ICTS

Class field theory describes abelian extensions of a number field in terms of data intrinsic to the field. Hilbert’s 12th problem, or explicit class field theory, goes further and asks for explicit generators of abelian extensions of a number field as values of analytic functions. Stark’s conjectures provide a different perspective by postulating existence of special elements, now called Stark units, related to leading terms of L-functions at s=0 and generating abelian extensions of a number field. In this talk we will first review classical results on explicit class field theory for the field of rational numbers and imaginary quadratic fields. Next we review Stickelberger’s theorem on annihilation of class groups of abelian extensions of the field of rational numbers.

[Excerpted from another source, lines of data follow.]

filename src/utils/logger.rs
use tracing_subscriber::{layer::SubscriberExt, util::SubscriberInitExt, EnvFilter};

fn default_filter(verbose: bool) -> EnvFilter {
    if verbose {
        EnvFilter::try_from_default_env()
            .unwrap_or_else(|_| EnvFilter::new("gonggu_lens=debug,info"))
    } else {
        EnvFilter::try_from_default_env().unwrap_or_else(|_| EnvFilter::new("gonggu_lens=info"))
    }
}

// stdout 只留給結果 JSON，日誌一律寫到 stderr
pub fn init_cli_logger(verbose: bool) {
    tracing_subscriber::registry()
        .with(default_filter(verbose))
        .with(
            tracing_subscriber::fmt::layer()
                .with_writer(std::io::stderr)
                .with_target(false)
                .with_thread_ids(false)
                .with_file(false)
                .with_line_number(false)
                .compact(),
        )
        .init();
}

pub fn init_json_logger(verbose: bool) {
    tracing_subscriber::registry()
        .with(default_filter(verbose))
        .with(
            tracing_subscriber::fmt::layer()
                .with_writer(std::io::stderr)
                .with_target(false)
                .with_thread_ids(false)
                .with_file(false)
                .with_line_number(false)
                .json(), // for log collectors
        )
        .init();
}
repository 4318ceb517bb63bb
//! Direct call to the Gemini `generateContent` API.
//!
//! Used as the fallback path: the image is sent inline with the fixed
//! identification prompt and the free-text answer is normalized into
//! candidates.

use crate::core::normalizer::{BracketNormalizer, ResponseNormalizer};
use crate::core::prompt::build_identification_prompt;
use crate::domain::model::{Candidate, ImageReference, InlineImage, Provenance, DEFAULT_MIME_TYPE};
use crate::domain::ports::InferenceBackend;
use crate::utils::error::{LensError, Result};
use async_trait::async_trait;
use base64::{engine::general_purpose, Engine};
use reqwest::header::CONTENT_TYPE;
use reqwest::Client;
use serde::{Deserialize, Serialize};
use std::sync::Arc;
use std::time::Duration;

const BACKEND_NAME: &str = "gemini";

#[derive(Debug, Serialize)]
struct GenerateContentRequest {
    contents: Vec<Content>,
}

#[derive(Debug, Clone, Serialize, Deserialize)]
struct Content {
    #[serde(skip_serializing_if = "Option::is_none")]
    role: Option<String>,
    #[serde(default)]
    parts: Vec<Part>,
}

// untagged: variant order matters when decoding
#[derive(Debug, Clone, Serialize, Deserialize)]
#[serde(untagged)]
enum Part {
    Text {
        text: String,
    },
    InlineData {
        #[serde(rename = "inlineData")]
        inline_data: InlineData,
    },
    Other(serde_json::Value),
}

#[derive(Debug, Clone, Serialize, Deserialize)]
#[serde(rename_all = "camelCase")]
struct InlineData {
    mime_type: String,
    data: String,
}

#[derive(Debug, Deserialize)]
struct GenerateContentResponse {
    #[serde(default)]
    candidates: Vec<ResponseCandidate>,
}

#[derive(Debug, Deserialize)]
struct ResponseCandidate {
    content: Option<Content>,
}

pub struct GeminiDirectBackend {
    api_key: String,
    model: String,
    api_base: String,
    client: Client,
    normalizer: Arc<dyn ResponseNormalizer>,
}

impl GeminiDirectBackend {
    pub fn new(api_key: &str, model: &str, api_base: &str, timeout: Duration) -> Result<Self> {
        if api_key.trim().is_empty() {
            return Err(LensError::MissingConfigError {
                field: "gemini.api_key".to_string(),
            });
        }

        let client = Client::builder().timeout(timeout).build()?;
        Ok(Self {
            api_key: api_key.to_string(),
            model: model.to_string(),
            api_base: api_base.trim_end_matches('/').to_string(),
            client,
            normalizer: Arc::new(BracketNormalizer),
        })
    }

    /// Swaps the text-to-candidates step, e.g. for a structured-output mode.
    pub fn with_normalizer(mut self, normalizer: Arc<dyn ResponseNormalizer>) -> Self {
        self.normalizer = normalizer;
        self
    }

    fn failure(message: impl Into<String>) -> LensError {
        LensError::BackendError {
            backend: BACKEND_NAME.to_string(),
            message: message.into(),
        }
    }

    async fn fetch_image(&self, url: &str) -> Result<InlineImage> {
        tracing::debug!("Fetching source image from {}", url);
        let response = self.client.get(url).send().await?;
        let status = response.status();
        if !status.is_success() {
            return Err(LensError::BackendError {
                backend: "image-fetch".to_string(),
                message: format!("HTTP status {} for {}", status, url),
            });
        }

        let mime_type = response
            .headers()
            .get(CONTENT_TYPE)
            .and_then(|v| v.to_str().ok())
            .map(|v| v.split(';').next().unwrap_or(v).trim().to_ascii_lowercase())
            .filter(|v| v.starts_with("image/"))
            .unwrap_or_else(|| DEFAULT_MIME_TYPE.to_string());

        let bytes = response.bytes().await?;
        if bytes.is_empty() {
            return Err(LensError::InvalidImageError {
                message: format!("image at {} is empty", url),
            });
        }
        tracing::debug!("Fetched {} bytes ({})", bytes.len(), mime_type);

        Ok(InlineImage {
            mime_type,
            data: general_purpose::STANDARD.encode(&bytes),
        })
    }

    async fn generate(&self, image: InlineImage) -> Result<String> {
        let request = GenerateContentRequest {
            contents: vec![Content {
                role: Some("user".to_string()),
                parts: vec![
                    Part::Text {
                        text: build_identification_prompt(),
                    },
                    Part::InlineData {
                        inline_data: InlineData {
                            mime_type: image.mime_type,
                            data: image.data,
                        },
                    },
                ],
            }],
        };

        let url = format!("{}/v1beta/models/{}:generateContent", self.api_base, self.model);
        tracing::debug!("Calling Gemini model {}", self.model);

        let response = self
            .client
            .post(&url)
            .query(&[("key", self.api_key.as_str())])
            .json(&request)
            .send()
            .await
            // URL 帶有 API key，不可出現在錯誤訊息中
            .map_err(|e| LensError::ApiError(e.without_url()))?;

        let status = response.status();
        if !status.is_success() {
            let body = response.text().await.unwrap_or_default();
            let excerpt: String = body.chars().take(200).collect();
            tracing::debug!("Gemini error body: {}", excerpt);
            return Err(Self::failure(format!("HTTP status {}", status)));
        }

        let parsed: GenerateContentResponse = response
            .json()
            .await
            .map_err(|e| LensError::ApiError(e.without_url()))?;
        let text: String = parsed
            .candidates
            .into_iter()
            .next()
            .and_then(|c| c.content)
            .map(|content| {
                content
                    .parts
                    .into_iter()
                    .filter_map(|part| match part {
                        Part::Text { text } => Some(text),
                        _ => None,
                    })
                    .collect()
            })
            .unwrap_or_default();

        if text.trim().is_empty() {
            return Err(Self::failure("response contained no text"));
        }
        Ok(text)
    }
}

#[async_trait]
impl InferenceBackend for GeminiDirectBackend {
    fn provenance(&self) -> Provenance {
        Provenance::GeminiDirect
    }

    async fn identify(&self, image: &ImageReference) -> Result<Vec<Candidate>> {
        let inline = match image {
            ImageReference::Url(url) => self.fetch_image(url).await?,
            ImageReference::Base64(payload) => InlineImage::from_base64_payload(payload),
        };

        let text = self.generate(inline).await?;
        let mut candidates = self.normalizer.normalize(&text)?;

        for candidate in &mut candidates {
            candidate.provider = Some(Provenance::GeminiDirect.as_str().to_string());
        }
        Ok(candidates)
    }
}
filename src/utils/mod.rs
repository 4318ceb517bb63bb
pub mod error;
pub mod logger;
pub mod monitor;
pub mod validation;
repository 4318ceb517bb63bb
// Domain layer: request-scoped models and the ports the pipeline depends on.

pub mod model;
pub mod ports;
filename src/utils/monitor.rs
use std::sync::{Arc, Mutex};
use std::time::{Duration, Instant};

#[derive(Debug, Clone)]
pub struct StageTiming {
    pub stage: String,
    pub elapsed: Duration,
}

/// Per-request stage timer. Cloning shares the recorded timings.
#[derive(Debug, Clone)]
pub struct StageMonitor {
    start_time: Instant,
    stages: Arc<Mutex<Vec<StageTiming>>>,
    enabled: bool,
}

impl StageMonitor {
    pub fn new(enabled: bool) -> Self {
        Self {
            start_time: Instant::now(),
            stages: Arc::new(Mutex::new(Vec::new())),
            enabled,
        }
    }

    pub fn record(&self, stage: &str, started: Instant) {
        if !self.enabled {
            return;
        }

        let elapsed = started.elapsed();
        tracing::info!("⏱️ {} - {:?}", stage, elapsed);

        if let Ok(mut stages) = self.stages.lock() {
            stages.push(StageTiming {
                stage: stage.to_string(),
                elapsed,
            });
        }
    }

    pub fn timings(&self) -> Vec<StageTiming> {
        self.stages
            .lock()
            .map(|stages| stages.clone())
            .unwrap_or_default()
    }

    pub fn total_elapsed(&self) -> Duration {
        self.start_time.elapsed()
    }

    pub fn log_final_stats(&self) {
        if !self.enabled {
            return;
        }

        let timings = self.timings();
        let summary: Vec<String> = timings
            .iter()
            .map(|t| format!("{}={}ms", t.stage, t.elapsed.as_millis()))
            .collect();
        tracing::info!(
            "📊 Final Stats - Total Time: {:?}, Stages: [{}]",
            self.total_elapsed(),
            summary.join(", ")
        );
    }

    pub fn is_enabled(&self) -> bool {
        self.enabled
    }
}

impl Default for StageMonitor {
    fn default() -> Self {
        Self::new(false)
    }
}
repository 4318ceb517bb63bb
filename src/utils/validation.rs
use crate::utils::error::{LensError, Result};
use std::collections::HashSet;
use url::Url;

pub trait Validate {
    fn validate(&self) -> Result<()>;
}

pub fn validate_url(field_name: &str, url_str: &str) -> Result<()> {
    if url_str.is_empty() {
        return Err(LensError::InvalidConfigValueError {
            field: field_name.to_string(),
            value: url_str.to_string(),
            reason: "URL cannot be empty".to_string(),
        });
    }

    match Url::parse(url_str) {
        Ok(url) => match url.scheme() {
            "http" | "https" => Ok(()),
            scheme => Err(LensError::InvalidConfigValueError {
                field: field_name.to_string(),
                value: url_str.to_string(),
                reason: format!("Unsupported URL scheme: {}", scheme),
            }),
        },
        Err(e) => Err(LensError::InvalidConfigValueError {
            field: field_name.to_string(),
            value: url_str.to_string(),
            reason: format!("Invalid URL format: {}", e),
        }),
    }
}

pub fn validate_positive_number(field_name: &str, value: u64, min_value: u64) -> Result<()> {
    if value < min_value {
        return Err(LensError::InvalidConfigValueError {
            field: field_name.to_string(),
            value: value.to_string(),
            reason: format!("Value must be at least {}", min_value),
        });
    }
    Ok(())
}

pub fn validate_file_extensions(
    field_name: &str,
    files: &[String],
    allowed_extensions: &[&str],
) -> Result<()> {
    let allowed_set: HashSet<&str> = allowed_extensions.iter().copied().collect();

    for file in files {
        if let Some(extension) = std::path::Path::new(file)
            .extension()
            .and_then(|ext| ext.to_str())
        {
            if !allowed_set.contains(extension.to_ascii_lowercase().as_str()) {
                return Err(LensError::InvalidConfigValueError {
                    field: field_name.to_string(),
                    value: file.clone(),
                    reason: format!(
                        "Unsupported file extension: {}. Allowed extensions: {}",
                        extension,
                        allowed_extensions.join(", ")
                    ),
                });
            }
        } else {
            return Err(LensError::InvalidConfigValueError {
                field: field_name.to_string(),
                value: file.clone(),
                reason: "File has no extension or invalid filename".to_string(),
            });
        }
    }

    Ok(())
}

pub fn validate_non_empty_string(field_name: &str, value: &str) -> Result<()> {
    if value.trim().is_empty() {
        return Err(LensError::InvalidConfigValueError {
            field: field_name.to_string(),
            value: value.to_string(),
            reason: "Value cannot be empty or whitespace-only".to_string(),
        });
    }
    Ok(())
}

pub fn validate_range<T: PartialOrd + std::fmt::Display + Copy>(
    field_name: &str,
    value: T,
    min: T,
    max: T,
) -> Result<()> {
    if value < min || value > max {
        return Err(LensError::InvalidConfigValueError {
            field: field_name.to_string(),
            value: value.to_string(),
            reason: format!("Value must be between {} and {}", min, max),
        });
    }
    Ok(())
}

pub fn validate_ordered_pair(field_name: &str, low: u64, high: u64) -> Result<()> {
    if low >= high {
        return Err(LensError::ConfigValidationError {
            field: field_name.to_string(),
            message: format!("lower bound {} must be below upper bound {}", low, high),
        });
    }
    Ok(())
}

Brumer-Stark conjecture is an analogue of Stickelberger’s theorem for arbitrary totally real fields. We will see the statement of this conjecture along with its refinements and our results towards them. We prove these conjectures away from p=2 Brumer-Stark conjecture gives existence of special elements called Brumer-Stark units. These generate abelian extensions of a totally real number field. A conjecture by one of us gives p-adic analytic formulae for Brumer-Stark units. We will discuss this conjecture. Our recent work proves this conjecture away from p=2 thus providing a p-adic analytic solution to Hilbert’s 12th problem for totally real number fields. We will end with a brief sketch of our proofs.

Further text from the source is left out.